His heart skipped a beat. “Stop,” he cut the machine off. Saira… sending him a message…. Why… ?

“Read text,” he ordered the commlinker.

“Pala, just a short note to say that I hope your talk this morning went well. My cousin and her family came for a visit. Have I ever mentioned what conceited, helpless, silly asses rich children can be? All the best. Saira.”

He sat down heavily on the edge of the bathtub, half his face still unshaved. A strange, wild joy shot through him that he scarcely dared to let himself feel. She had sent him an unexpected message. Just like that. His heart didn’t seem to care if she took justice in her own hands. It was then he realized how much he loved her.

Suddenly he leaped up and finished dressing for dinner in a frenzy of activity. It was impossible to contain his excitement. He wanted to run and jump and shout. He vaulted over the bed to get his dhoti, and laughed out loud. He made a valiant effort to settle down.

He e-mailed back. “Dearest Saira. Overjoyed that you agree. However, we need to talk as soon as I return. About—”

He stopped himself just in time. If Veerapatram really was monitoring her mail, it wouldn’t do to tip him off. He sent the message without any explanatory sentence.

The air of Ganjapur enveloped him like a warm blanket on a summer day. How could he have forgotten the heat here so quickly?

Looking about rapidly, he didn’t see anyone suspicious-looking, but neither did he see the three family servants he’d asked to meet him. Someone bumped into him, someone he hadn’t even noticed, and gave a sharp tug on his cabin bag. He whirled, clutching it more tightly than ever. What would have happened next if he’d remained unaccompanied, Pala did not like to think, but suddenly the huge Punjabi guard from Siva appeared, towering over the lesser men scurrying around below.

“Ji Satnam hoped it might be convenient for you to come directly to Siva,” he murmured, bowing as he approached.

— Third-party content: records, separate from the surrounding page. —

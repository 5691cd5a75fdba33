//! Token-by-token decoding loops.

use candle_core::{DType, Device, Result, Tensor};
use candle_transformers::generation::LogitsProcessor;
use candle_transformers::models::{llama, t5};

/// Per-call decoding limits.
pub(crate) struct DecodeParams {
    pub max_new_tokens: usize,
    pub repetition_penalty: f32,
    pub repeat_last_n: Option<usize>,
}

/// A loaded checkpoint.
pub(crate) enum Architecture {
    /// Decoder-only; output echoes the prompt
    Llama {
        model: llama::Llama,
        config: llama::Config,
        dtype: DType,
        eos: Vec<u32>,
    },
    /// Encoder-decoder; output is only the response
    T5 {
        model: Box<t5::T5ForConditionalGeneration>,
        config: t5::Config,
    },
}

impl Architecture {
    pub fn is_encoder_decoder(&self) -> bool {
        matches!(self, Architecture::T5 { .. })
    }

    /// Runs the sampling loop and returns the raw output sequence.
    ///
    /// For Llama this is prompt followed by new tokens; for T5 it is the
    /// decoder start token followed by new tokens. EOS is never included.
    pub fn decode(
        &mut self,
        device: &Device,
        prompt_ids: &[u32],
        params: &DecodeParams,
        processor: &mut LogitsProcessor,
    ) -> Result<Vec<u32>> {
        match self {
            Architecture::Llama {
                model,
                config,
                dtype,
                eos,
            } => {
                let mut cache = llama::Cache::new(true, *dtype, config, device)?;
                let mut tokens = prompt_ids.to_vec();
                let mut index_pos = 0;
                for index in 0..params.max_new_tokens {
                    let context_size = if index > 0 { 1 } else { tokens.len() };
                    let context = &tokens[tokens.len().saturating_sub(context_size)..];
                    let input = Tensor::new(context, device)?.unsqueeze(0)?;
                    let logits = model.forward(&input, index_pos, &mut cache)?.squeeze(0)?;
                    let logits = penalize(logits, params, &tokens)?;
                    index_pos += context.len();

                    let next = processor.sample(&logits)?;
                    if eos.contains(&next) {
                        break;
                    }
                    tokens.push(next);
                }
                Ok(tokens)
            }
            Architecture::T5 { model, config } => {
                model.clear_kv_cache();
                let input = Tensor::new(prompt_ids, device)?.unsqueeze(0)?;
                let encoder_output = model.encode(&input)?;

                let start = config
                    .decoder_start_token_id
                    .unwrap_or(config.pad_token_id) as u32;
                let mut output = vec![start];
                for index in 0..params.max_new_tokens {
                    let decoder_ids = match output.last() {
                        Some(&last) if index > 0 && config.use_cache => {
                            Tensor::new(&[last], device)?.unsqueeze(0)?
                        }
                        _ => Tensor::new(output.as_slice(), device)?.unsqueeze(0)?,
                    };
                    let logits = model.decode(&decoder_ids, &encoder_output)?.squeeze(0)?;
                    let logits = penalize(logits, params, &output)?;

                    let next = processor.sample(&logits)?;
                    if next as usize == config.eos_token_id {
                        break;
                    }
                    output.push(next);
                }
                Ok(output)
            }
        }
    }
}

fn penalize(logits: Tensor, params: &DecodeParams, history: &[u32]) -> Result<Tensor> {
    if (params.repetition_penalty - 1.0).abs() < f32::EPSILON {
        return Ok(logits);
    }
    let start = params
        .repeat_last_n
        .map_or(0, |n| history.len().saturating_sub(n));
    candle_transformers::utils::apply_repeat_penalty(
        &logits,
        params.repetition_penalty,
        &history[start..],
    )
}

Pala stared about wildly, but the would-be robber had vanished. Pala’s breathing gradually returned to normal.

Pulling up at the Settlement, for once without dread, Pala was glad but surprised to see Saira waiting at the door. There wasn’t a chaperone in sight. She had clearly made her mind up, money or no money. However, they hadn’t actually said anything, and he didn’t quite know how to say hello to her. In the time it took him to get out of the car he decided that if she was bold enough to stand at the door and wait for him, he could be bold enough hug her. She seemed surprised and pleased at that.

He was wondering when his arms and chest would stop tingling.

Pulling him along she said, “So, you want to discuss involuntary gender balance, I suppose?”

“Uh, yes,” he said, feeling inexpressibly relieved that she understood the problem.

“Well, Pala, I’m afraid my feeling is that a disaster has been created through stupidity and prejudice, and that waiting to do anything about it until people are less stupid is just asking for more. We can’t afford any more.”

“Are you going to tell them that when they want an explanation?”

“Gladly,” she said. She looked eager to start.

“No, Saira, listen. You’re taking a choice away from people. The end does not justify the means.”

“Pala, if the gender-balance problem isn’t fixed, and soon, there won’t be anyone around to appreciate your ethical restraint,” said Saira, kindly but firmly, as they reached a little shed apparently made of screens, inside and out. When they stepped inside, Pala saw why. It was an insectary, quite a large one.

“As soon as I get the regulatory approval—which should be quite soon now because all the simulations have checked out and the process has been fast-tracked—I’ll get my gene copies into these beasties, and away they go.” Saira smiled happily, and her army of mosquitoes sang back in their thin, high whine.

More and more of them landed on the screens enclosing the internal passage, smelling the blood in their midst. Pala frowned at the thought that in a very few days, their bites could be changing his life. And what was next? After Saira did this for a good cause, would someone else, the government, the criminals, do it for a bad one?

“Won’t Veerapatram try to block it?” he suddenly objected.